Influence of Kernel size parameter#
This notebook intends to show the influence of Kernel Size on Mask Generation.
The stroma mask remains constant, while the cancer mask is computed using kernel sizes of varying sizes for the convolutional sum.
Larger kernel sizes produce smoother and more generalized contours, while smaller kernels result in more fine-grained and detailed masks, potentially capturing localized structures.

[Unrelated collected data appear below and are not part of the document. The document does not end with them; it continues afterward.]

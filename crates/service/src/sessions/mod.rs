//! Explicit session store.
//!
//! Sessions are opaque random tokens handed out at login and carried in a
//! cookie. Every request resolves its token against the injected store; no
//! session state lives in process-global middleware.

use async_trait::async_trait;
use chrono::{DateTime, Duration, Utc};
use rand::{distributions::Alphanumeric, rngs::OsRng, Rng};
use serde::{Deserialize, Serialize};
use thiserror::Error;
use uuid::Uuid;

use crate::auth::domain::AuthUser;

pub mod seaorm;

const TOKEN_LEN: usize = 48;

#[derive(Debug, Error)]
pub enum SessionError {
    #[error("repository error: {0}")]
    Repository(String),
}

/// Identity attached to a request once its session token resolves.
#[derive(Debug, Clone, Serialize, Deserialize)]
pub struct CurrentUser {
    pub id: Uuid,
    pub email: String,
    pub name: String,
}

/// A freshly issued session, ready to be written into a cookie.
#[derive(Debug, Clone)]
pub struct IssuedSession {
    pub token: String,
    pub expires_at: DateTime<Utc>,
}

/// Server-side session persistence. One implementation per backing store;
/// handlers only ever see this trait.
#[async_trait]
pub trait SessionStore: Send + Sync {
    /// Issue a new token for the given account.
    async fn create(&self, user: &AuthUser, ttl: Duration) -> Result<IssuedSession, SessionError>;

    /// Resolve a token to the current identity. Unknown and expired tokens
    /// both resolve to `None`; expired rows are removed on the way out.
    async fn resolve(&self, token: &str) -> Result<Option<CurrentUser>, SessionError>;

    /// Drop a session. Returns whether a live session was removed.
    async fn revoke(&self, token: &str) -> Result<bool, SessionError>;
}

/// Cryptographically random alphanumeric token.
pub fn generate_token() -> String {
    OsRng.sample_iter(&Alphanumeric).take(TOKEN_LEN).map(char::from).collect()
}

/// In-memory store for tests and doc examples; identity is snapshotted at
/// create time.
pub mod memory {
    use super::*;
    use std::collections::HashMap;
    use std::sync::Mutex;

    struct Entry {
        user: CurrentUser,
        expires_at: DateTime<Utc>,
    }

    #[derive(Default)]
    pub struct MemorySessionStore {
        sessions: Mutex<HashMap<String, Entry>>,
    }

    #[async_trait]
    impl SessionStore for MemorySessionStore {
        async fn create(&self, user: &AuthUser, ttl: Duration) -> Result<IssuedSession, SessionError> {
            let token = generate_token();
            let expires_at = Utc::now() + ttl;
            let entry = Entry {
                user: CurrentUser { id: user.id, email: user.email.clone(), name: user.name.clone() },
                expires_at,
            };
            self.sessions.lock().unwrap().insert(token.clone(), entry);
            Ok(IssuedSession { token, expires_at })
        }

        async fn resolve(&self, token: &str) -> Result<Option<CurrentUser>, SessionError> {
            let mut sessions = self.sessions.lock().unwrap();
            match sessions.get(token) {
                Some(entry) if entry.expires_at > Utc::now() => Ok(Some(entry.user.clone())),
                Some(_) => {
                    sessions.remove(token);
                    Ok(None)
                }
                None => Ok(None),
            }
        }

        async fn revoke(&self, token: &str) -> Result<bool, SessionError> {
            Ok(self.sessions.lock().unwrap().remove(token).is_some())
        }
    }
}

These parameters can also be adjusted to define regions with varying levels of granularity—ranging from highly detailed, cell-level distinctions to broader, smoother masks.
useful imports
%load_ext autoreload
import os
import sys
import time
import logging
import re
from tqdm import tqdm
import pandas as pd
import numpy as np
import matplotlib.pyplot as plt
from PIL import Image
from natsort import natsorted
import cv2
import numpy as np
from PIL import Image
import tifffile as tiff
import copy
sys.path.append(os.path.dirname(os.getcwd()))
from gridgene import get_arrays as ga
from gridgene import contours
from gridgene import get_masks
Kernel on CosMx data
To remember, CosMx data has:
Resolution: 1 px = 125 nm = 0.125 um / 1 um = 8 px
N Transcripts -> 999 + system and negative controls
# transcripts for CosMx Cancer
target_tum = ['EPCAM', 'KRT19', 'KRT8', 'KRT18','KRT17','CEACAM6','SPINK1', 'CD24', 'S100A6','RPL37','S100P',]

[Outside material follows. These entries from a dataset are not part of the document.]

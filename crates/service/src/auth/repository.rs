use async_trait::async_trait;
use uuid::Uuid;

use super::domain::{AuthUser, Credentials};
use super::errors::AuthError;

/// Repository abstraction for auth-related persistence.
#[async_trait]
pub trait AuthRepository: Send + Sync {
    async fn find_user_by_email(&self, email: &str) -> Result<Option<AuthUser>, AuthError>;
    async fn create_user(&self, email: &str, name: &str) -> Result<AuthUser, AuthError>;

    async fn get_credentials(&self, user_id: Uuid) -> Result<Option<Credentials>, AuthError>;
    async fn upsert_password(&self, user_id: Uuid, password_hash: String, password_algorithm: String) -> Result<Credentials, AuthError>;
}

/// Simple in-memory mock repository for tests and doc examples
pub mod mock {
    use super::*;
    use std::collections::HashMap;
    use std::sync::Mutex;

    #[derive(Default)]
    pub struct MockAuthRepository {
        users: Mutex<HashMap<String, AuthUser>>, // key: normalized email
        creds: Mutex<HashMap<Uuid, Credentials>>, // key: user_id
    }

    #[async_trait]
    impl AuthRepository for MockAuthRepository {
        async fn find_user_by_email(&self, email: &str) -> Result<Option<AuthUser>, AuthError> {
            let users = self.users.lock().unwrap();
            Ok(users.get(&models::user::normalize_email(email)).cloned())
        }

        async fn create_user(&self, email: &str, name: &str) -> Result<AuthUser, AuthError> {
            let mut users = self.users.lock().unwrap();
            let key = models::user::normalize_email(email);
            if users.contains_key(&key) {
                return Err(AuthError::Conflict);
            }
            let user = AuthUser { id: Uuid::new_v4(), email: key.clone(), name: name.to_string() };
            users.insert(key, user.clone());
            Ok(user)
        }

        async fn get_credentials(&self, user_id: Uuid) -> Result<Option<Credentials>, AuthError> {
            let creds = self.creds.lock().unwrap();
            Ok(creds.get(&user_id).cloned())
        }

        async fn upsert_password(&self, user_id: Uuid, password_hash: String, password_algorithm: String) -> Result<Credentials, AuthError> {
            let mut creds = self.creds.lock().unwrap();
            let c = Credentials { user_id, password_hash, password_algorithm };
            creds.insert(user_id, c.clone());
            Ok(c)
        }
    }
}
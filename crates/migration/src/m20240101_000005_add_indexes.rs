use sea_orm_migration::prelude::*;

#[derive(DeriveMigrationName)]
pub struct Migration;

#[async_trait::async_trait]
impl MigrationTrait for Migration {
    async fn up(&self, manager: &SchemaManager) -> Result<(), DbErr> {
        // Product: index on created_by for the ownership lookup path
        manager
            .create_index(
                Index::create()
                    .name("idx_product_created_by")
                    .table(Product::Table)
                    .col(Product::CreatedBy)
                    .to_owned(),
            )
            .await?;

        // Product: index on created_at for newest-first listing
        manager
            .create_index(
                Index::create()
                    .name("idx_product_created_at")
                    .table(Product::Table)
                    .col(Product::CreatedAt)
                    .to_owned(),
            )
            .await?;

        // Session: index on user_id for logout/cleanup by user
        manager
            .create_index(
                Index::create()
                    .name("idx_session_user")
                    .table(Session::Table)
                    .col(Session::UserId)
                    .to_owned(),
            )
            .await
    }

    async fn down(&self, manager: &SchemaManager) -> Result<(), DbErr> {
        manager
            .drop_index(Index::drop().name("idx_product_created_by").table(Product::Table).to_owned())
            .await?;
        manager
            .drop_index(Index::drop().name("idx_product_created_at").table(Product::Table).to_owned())
            .await?;
        manager
            .drop_index(Index::drop().name("idx_session_user").table(Session::Table).to_owned())
            .await
    }
}

#[derive(DeriveIden)]
enum Product { Table, CreatedBy, CreatedAt }

#[derive(DeriveIden)]
enum Session { Table, UserId }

Use just one file for displaying purposes
cosmx_path_s0 = '../../cosmx_data/S0/S0/20230628_151317_S4/AnalysisResults/iz38iruwno'
folder_names_s0 = [folder_name for folder_name in os.listdir(cosmx_path_s0) if
os.path.isdir(os.path.join(cosmx_path_s0, folder_name))]
target_files_s0 = [
os.path.join(cosmx_path_s0, folder, file)
for folder in os.listdir(cosmx_path_s0)
if os.path.isdir(os.path.join(cosmx_path_s0, folder))

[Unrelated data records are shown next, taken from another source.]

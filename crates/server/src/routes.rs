use axum::{
    middleware,
    routing::{get, post, put},
    Json, Router,
};
use tower_http::{
    cors::CorsLayer,
    trace::{DefaultMakeSpan, DefaultOnFailure, DefaultOnRequest, DefaultOnResponse, TraceLayer},
};
use tracing::Level;
use utoipa::OpenApi;
use utoipa_swagger_ui::SwaggerUi;

use common::types::Health;

pub mod auth;
pub mod products;
pub mod profile;
pub mod session;

pub use auth::ServerState;

#[utoipa::path(get, path = "/api/health", tag = "health", responses((status = 200, description = "OK")))]
pub async fn health() -> Json<Health> {
    Json(Health { status: "ok" })
}

/// Build the full application router: public auth/health routes plus the
/// session-gated API surface.
pub fn build_router(cors: CorsLayer, state: ServerState) -> Router {
    let public = Router::new()
        .route("/api/health", get(health))
        .route("/api/auth/signup", post(auth::signup))
        .route("/api/auth/login", post(auth::login));

    // Everything below requires a resolvable session; the gate rejects with
    // 401 before any handler or resource lookup runs.
    let protected = Router::new()
        .route("/api/auth/logout", post(auth::logout))
        .route("/api/profile", get(profile::get_profile))
        .route("/api/products", get(products::list).post(products::create))
        .route("/api/products/:id", put(products::update).delete(products::delete))
        .route_layer(middleware::from_fn_with_state(state.clone(), session::require_session));

    public
        .merge(protected)
        .merge(SwaggerUi::new("/docs").url("/api-docs/openapi.json", crate::openapi::ApiDoc::openapi()))
        .with_state(state)
        .layer(cors)
        .layer(
            TraceLayer::new_for_http()
                .make_span_with(DefaultMakeSpan::new().level(Level::INFO).include_headers(false))
                .on_request(DefaultOnRequest::new().level(Level::INFO))
                .on_response(DefaultOnResponse::new().level(Level::INFO).include_headers(false))
                .on_failure(DefaultOnFailure::new().level(Level::ERROR)),
        )
}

for file in os.listdir(os.path.join(cosmx_path_s0, folder))
if '__target_call_coord.csv' in file
]
files_names = natsorted(target_files_s0)
file_csv = files_names[0] # 5
df_total = pd.read_csv(file_csv)
df_total['target'].value_counts()
df_total = pd.read_csv(file_csv)
df_total['X'] = (round(df_total['x'])).astype(int)
df_total['Y'] = (round(df_total['y'])).astype(int)
n_genes = len(df_total['target'].unique())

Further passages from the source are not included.